May it please your grace to spare me a few moments of your most valuable time. To each other we are perfect strangers but I appeal to your charity to listen to my pitiful tale and beg your forgiveness if I seem to intrude.

During the Political trouble when looting and robbing & raiding were carried on to such an extent in our country district my trouble began. In January 1923 a party of men armed to the teeth & calling themselves Republicans forced their entrance into our house where in three people resided. My Aunt who is totally blind and is over 70 years, my Uncle 70 and I their neice an orphan. The object of their visit was money or lives. When I strove to save my Aunt from being dragged from her bed and they were furious when they did not get money one brute satisfied his duty passion on me. I was then in a dangerous state of health and thro’ his conduct I became Pregnant. Oh God could any pen describe what I have gone thro’.

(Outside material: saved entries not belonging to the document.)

#[tokio::test]
async fn named_theme_and_miscellaneous_reach_the_report() {
    let classifier = ScriptedClassifier::default()
        .reply(Task::Classify, classify_ok())
        .reply(
            Task::Filter,
            json!({
                "Session 1": {
                    "positiveComments": ["Loved the group work", "Good"],
                    "criticalComments": ["Pacing was too fast"]
                },
                "Session 2": {"positiveComments": ["The slides were clear"], "criticalComments": []}
            }),
        )
        .reply(
            Task::Theme,
            json!({
                "Session 1": {"themes": {
                    "Miscellaneous": ["Pacing was too fast"],
                    "Group work": ["Loved the group work", "Good"]
                }},
                "Session 2": {"themes": {"Miscellaneous": ["The slides were clear"]}}
            }),
        );
    let mut orch = new_orchestrator(classifier);
    orch.run_initial_analysis(groups()).await.unwrap();

    let warnings = orch.run_theme().await.unwrap();
    assert!(warnings.is_empty());

    let themed = orch.session().state(ViewMode::Themed).unwrap();
    let themes = state(themed, "Session 1").comments.themes().unwrap();
    assert_eq!(themes.titles().collect::<Vec<_>>(), ["Group work", MISCELLANEOUS]);
    assert_eq!(themes.get("Group work").unwrap(), ["Loved the group work", "Good"]);
    assert_eq!(themes.get(MISCELLANEOUS).unwrap(), ["Pacing was too fast"]);

    orch.select_view(ViewMode::Themed).unwrap();
    let text = render(&export_session(orch.session()).unwrap(), ExportFormat::Txt).unwrap();
    assert!(text.starts_with("# Feedback report (themed view)"));
    let named = text.find("### Group work\n- Loved the group work\n- Good\n").unwrap();
    let misc = text.find("### Miscellaneous\n- Pacing was too fast\n").unwrap();
    assert!(named < misc);
}

#[tokio::test]
async fn bad_entries_only_affect_their_group_in_refine_and_theme() {
    let mut input = groups();
    input.get_mut(&GroupKey::from("Session 2")).unwrap().comments = strings(&["The slides were clear", "Nice"]);
    let mut classified = classify_ok();
    classified["Session 2"]["positiveComments"] = json!(["The slides were clear", "Nice"]);

    let classifier = ScriptedClassifier::default()
        .reply(Task::Classify, classified)
        .reply(
            Task::Filter,
            json!({
                "Session 1": {"positiveComments": ["Pacing was too fast"], "criticalComments": []},
                "Session 2": {"positiveComments": ["The slides were clear"], "criticalComments": []}
            }),
        )
        .reply(
            Task::Theme,
            json!({
                "Session 1": {"themes": {"Invented": ["Made up one", "Made up two"]}},
                "Session 2": {"themes": {"Miscellaneous": ["The slides were clear"]}}
            }),
        );
    let mut orch = new_orchestrator(classifier);
    orch.run_initial_analysis(input).await.unwrap();

    let warnings = orch.run_refine_and_theme().await.unwrap();

    // Session 1 falls back in both stages; Session 2 keeps its real results.
    assert_eq!(
        partition(&orch, ViewMode::Refined, "Session 1"),
        partition(&orch, ViewMode::Initial, "Session 1")
    );
    let refined_s2 = partition(&orch, ViewMode::Refined, "Session 2");
    assert_eq!(refined_s2.positive_comments, strings(&["The slides were clear"]));
    assert_ne!(refined_s2, partition(&orch, ViewMode::Initial, "Session 2"));

    let themed = orch.session().state(ViewMode::Themed).unwrap();
    assert!(state(themed, "Session 1").comments.themes().unwrap().is_empty());
    let s2_themes = state(themed, "Session 2").comments.themes().unwrap();
    assert_eq!(s2_themes.get(MISCELLANEOUS).unwrap(), ["The slides were clear"]);

    // The fallback lists are what got themed for Session 1.
    let theme_req = &orch.classifier().requests(Task::Theme)[0];
    assert_eq!(
        theme_req.payload["Session 1"],
        json!(["Loved the group work", "Good", "Pacing was too fast"])
    );

    let s1 = Some(GroupKey::from("Session 1"));
    assert_eq!(warnings.len(), 2);
    assert!(warnings.iter().all(|w| w.group == s1));
    assert_eq!(warnings[0].stage, Stage::Filter);
    assert_eq!(warnings[1].stage, Stage::Theme);
}

#[tokio::test]
async fn single_comment_themes_fold_into_miscellaneous() {
    let classifier = ScriptedClassifier::default()
        .reply(Task::Classify, classify_ok())
        .reply(Task::Filter, filter_ok())
        .reply(
            Task::Theme,
            json!({
                "Session 1": {"themes": {"Group work": ["Loved the group work"], "Pace": ["Pacing was too fast"]}},
                "Session 2": {"themes": {"Slides": ["The slides were clear"]}}
            }),
        );
    let mut orch = new_orchestrator(classifier);
    orch.run_initial_analysis(groups()).await.unwrap();
    orch.run_refine_and_theme().await.unwrap();

    let themed = orch.session().state(ViewMode::Themed).unwrap();
    let themes = state(themed, "Session 1").comments.themes().unwrap();
    assert_eq!(themes.titles().collect::<Vec<_>>(), [MISCELLANEOUS]);
    assert_eq!(themes.flatten().len(), 2);
}

#[tokio::test]
async fn filter_may_not_move_comments_between_lists() {
    let body = json!({
        "Session 1": {"positiveComments": ["Pacing was too fast"], "criticalComments": []},
        "Session 2": {"positiveComments": ["The slides were clear"], "criticalComments": []}
    });
    let classifier = ScriptedClassifier::default()
        .reply(Task::Classify, classify_ok())
        .reply(Task::Filter, body);
    let mut orch = new_orchestrator(classifier);
    orch.run_initial_analysis(groups()).await.unwrap();

    let warnings = orch.run_refine().await.unwrap();

    assert_eq!(warnings.len(), 1);
    assert_eq!(warnings[0].stage, Stage::Filter);
    assert_eq!(warnings[0].group, Some(GroupKey::from("Session 1")));
    assert_eq!(
        partition(&orch, ViewMode::Refined, "Session 1"),
        partition(&orch, ViewMode::Initial, "Session 1")
    );
}

// --------------------- view selection ---------------------

#[tokio::test]
async fn stages_and_views_need_their_predecessors() {
    let mut orch = new_orchestrator(ScriptedClassifier::default());
    assert!(matches!(orch.run_refine().await, Err(FeedbackError::PreconditionViolation(_))));
    assert!(matches!(orch.run_theme().await, Err(FeedbackError::PreconditionViolation(_))));
    assert!(matches!(
        orch.select_view(ViewMode::Initial),
        Err(FeedbackError::PreconditionViolation(_))
    ));

    orch.run_initial_analysis(groups()).await.unwrap();
    assert!(matches!(
        orch.select_view(ViewMode::Themed),
        Err(FeedbackError::PreconditionViolation(_))
    ));
    assert_eq!(orch.session().current_view(), Some(ViewMode::Initial));
}

#[tokio::test]
async fn switching_views_leaves_states_untouched() {
    let classifier = ScriptedClassifier::default()
        .reply(Task::Classify, classify_ok())
        .reply(Task::Filter, filter_ok())
        .reply(Task::Theme, theme_ok());
    let mut orch = new_orchestrator(classifier);
    orch.run_initial_analysis(groups()).await.unwrap();
    orch.run_refine_and_theme().await.unwrap();
    let before = orch.session().clone();

    orch.select_view(ViewMode::Themed).unwrap();
    orch.select_view(ViewMode::Refined).unwrap();
    orch.select_view(ViewMode::Initial).unwrap();

    assert_eq!(orch.session(), &before);
    assert_eq!(orch.classifier().log.borrow().len(), 4);
}

#[tokio::test]
async fn new_initial_run_discards_siblings() {
    let classifier = ScriptedClassifier::default()
        .reply(Task::Classify, classify_ok())
        .reply(Task::Filter, filter_ok())
        .reply(Task::Classify, classify_ok());
    let mut orch = new_orchestrator(classifier);
    orch.run_initial_analysis(groups()).await.unwrap();
    orch.run_refine().await.unwrap();
    orch.select_view(ViewMode::Refined).unwrap();

    orch.run_initial_analysis(groups()).await.unwrap();

    assert_eq!(orch.session().available_views(), [ViewMode::Initial]);
    assert_eq!(orch.session().current_view(), Some(ViewMode::Initial));
}

#[tokio::test]
async fn snapshot_restores_the_session() {
    let classifier = ScriptedClassifier::default()
        .reply(Task::Classify, classify_ok())
        .reply(Task::Filter, filter_ok());
    let mut orch = new_orchestrator(classifier);
    orch.run_initial_analysis(groups()).await.unwrap();
    orch.run_refine().await.unwrap();
    orch.select_view(ViewMode::Refined).unwrap();

    let json = orch.session().to_json().unwrap();
    let restored = feedback_analysis::AnalysisSession::from_json(&json).unwrap();
    assert_eq!(&restored, orch.session());
    assert_eq!(restored.current_view(), Some(ViewMode::Refined));
}
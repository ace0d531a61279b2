use std::collections::HashSet;
use std::time::Duration;

pub const DEFAULT_ENDPOINT: &str = "https://api.openai.com/v1/chat/completions";
pub const DEFAULT_MODEL: &str = "gpt-4o-mini";
pub const DEFAULT_TOP_N: usize = 30;

/// Anchor header names, matched case-insensitively against normalised headers.
#[derive(Debug, Clone, PartialEq, Eq)]
pub struct ColumnSpec {
    pub identifier: String,
    pub timing: String,
    pub feedback: String,
}

impl Default for ColumnSpec {
    fn default() -> Self {
        ColumnSpec {
            identifier: "ID".to_string(),
            timing: "Timing".to_string(),
            feedback: "Feedback".to_string(),
        }
    }
}

/// Connection settings for the HTTP classification service.
#[derive(Debug, Clone)]
pub struct ClassifierConfig {
    pub endpoint: String,
    pub model: String,
    pub api_key: Option<String>,
    pub timeout: Duration,
}

impl Default for ClassifierConfig {
    fn default() -> Self {
        ClassifierConfig {
            endpoint: DEFAULT_ENDPOINT.to_string(),
            model: DEFAULT_MODEL.to_string(),
            api_key: None,
            timeout: Duration::from_secs(60),
        }
    }
}

#[derive(Debug, Clone)]
pub struct PipelineOptions {
    /// Size of the frequency table sent for sentiment labelling.
    pub top_n: usize,
    /// Stop words merged with the built-in list.
    pub extra_stopwords: HashSet<String>,
}

impl Default for PipelineOptions {
    fn default() -> Self {
        PipelineOptions {
            top_n: DEFAULT_TOP_N,
            extra_stopwords: HashSet::new(),
        }
    }
}
use log::{debug, error};
use reqwest::Client;
use serde_json::{Value, json};

use super::{ClassificationRequest, Classifier, prefix};
use crate::config::ClassifierConfig;
use crate::error::{ClassifyError, FeedbackError};

const SYSTEM_PROMPT: &str = "You are a survey feedback analysis assistant. \
Always respond with valid JSON only, no markdown formatting or code blocks.";

/// Classifier backed by an OpenAI-compatible chat-completions endpoint.
#[derive(Debug, Clone)]
pub struct HttpClassifier {
    client: Client,
    config: ClassifierConfig,
}

impl HttpClassifier {
    pub fn new(config: ClassifierConfig) -> Result<Self, FeedbackError> {
        let client = Client::builder()
            .timeout(config.timeout)
            .build()
            .map_err(|e| FeedbackError::HttpClient(e.to_string()))?;
        Ok(HttpClassifier { client, config })
    }

    fn request_body(&self, request: &ClassificationRequest) -> Value {
        let user = format!("{}\n\nINPUT:\n{}", request.prompt, request.payload);
        json!({
            "model": self.config.model,
            "temperature": 0,
            "messages": [
                {"role": "system", "content": SYSTEM_PROMPT},
                {"role": "user", "content": user}
            ],
            "response_format": {"type": "json_object"}
        })
    }
}

/// Pulls `choices[0].message.content` out of a chat-completions response.
fn extract_content(body: &str) -> Result<String, ClassifyError> {
    let wrapper: Value = serde_json::from_str(body).map_err(|e| {
        ClassifyError::Transport(format!("service response wrapper unreadable: {e}"))
    })?;
    wrapper["choices"][0]["message"]["content"]
        .as_str()
        .map(String::from)
        .ok_or_else(|| ClassifyError::Transport("no content in service response".to_string()))
}

impl Classifier for HttpClassifier {
    async fn classify(&self, request: &ClassificationRequest) -> Result<String, ClassifyError> {
        let task = request.task.as_str();
        debug!("sending {} request to {}", task, self.config.endpoint);

        let mut builder = self
            .client
            .post(&self.config.endpoint)
            .json(&self.request_body(request));
        if let Some(key) = &self.config.api_key {
            builder = builder.bearer_auth(key);
        }

        let response = builder.send().await.map_err(|e| {
            let msg = if e.is_timeout() {
                format!("{task} request timed out after {:?}", self.config.timeout)
            } else {
                format!("{task} request failed: {e}")
            };
            error!("{}", msg);
            ClassifyError::Transport(msg)
        })?;

        let status = response.status();
        let body = response
            .text()
            .await
            .map_err(|e| ClassifyError::Transport(format!("{task} response body unreadable: {e}")))?;
        if !status.is_success() {
            let msg = format!("{task} request returned {status}: {}", prefix(&body, 512));
            error!("{}", msg);
            return Err(ClassifyError::Transport(msg));
        }

        extract_content(&body)
    }
}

Lying amid a collection of thousands of “charity case” letters in the Dublin Diocesan Archives is an eight-page letter written by a rural Irish woman in July 1924 to the Roman Catholic archbishop of Dublin, Edward J. Byrne (1921–40), seeking assistance.1 In many respects this letter [End Page 75] is similar to the hundreds before and after it in the collection: the author was in need of financial assistance and made her claims on the basis of her fidelity to the Roman Catholic Church.2 The majority of people who wrote to the archbishop referred to problems relating to poverty, unemployment, illness, or bereavement, but a small minority wrote about more sensitive problems concerning, for example, illegitimacy or incest.3 Mary M.’s letter, quoted above, fits into this smaller cohort; she was in need of financial help to resolve a moral problem. In keeping with the rules of the archbishop’s system, she supplied a religious referee, the name of a Franciscan, Father Cyprian.4 His two short letters are the only other surviving papers relating to her case.5

In her letter, Mary M. described the most intimate of “troubles” and balanced the dictates of decorum with the needs of her situation. She was an unmarried mother who was the main caregiver for her elderly blind aunt and uncle, and she wrote to the archbishop to request financial assistance to secure her son’s future. He was conceived, she explained, as a result of rape during the Irish Civil War (1922–23).6 In the process of enlisting the archbishop’s assistance, she outlined the trajectory that her life had taken since she discovered she was pregnant. She had concealed this knowledge from everyone close to her, apart from the Franciscan who had acted as her confidant and referee. As her pregnancy progressed, she traveled to Dublin, where she was directed to a Catholic rescue agency. On the advice of this agency, she forged a plan to return to Dublin just before her delivery to give birth in the National Maternity Hospital in Holles Street, where she planned to hand over the infant to the rescue agency and return to her life in County Westmeath. She wrote to the archbishop nine months after leaving her son in the rescue agency because she could no longer afford the fees for her son’s maintenance, and she [End Page 76] feared that unless she raised twenty pounds to pay the agency to arrange the private adoption of her son, he would be returned to her, exposing her as an unmarried mother.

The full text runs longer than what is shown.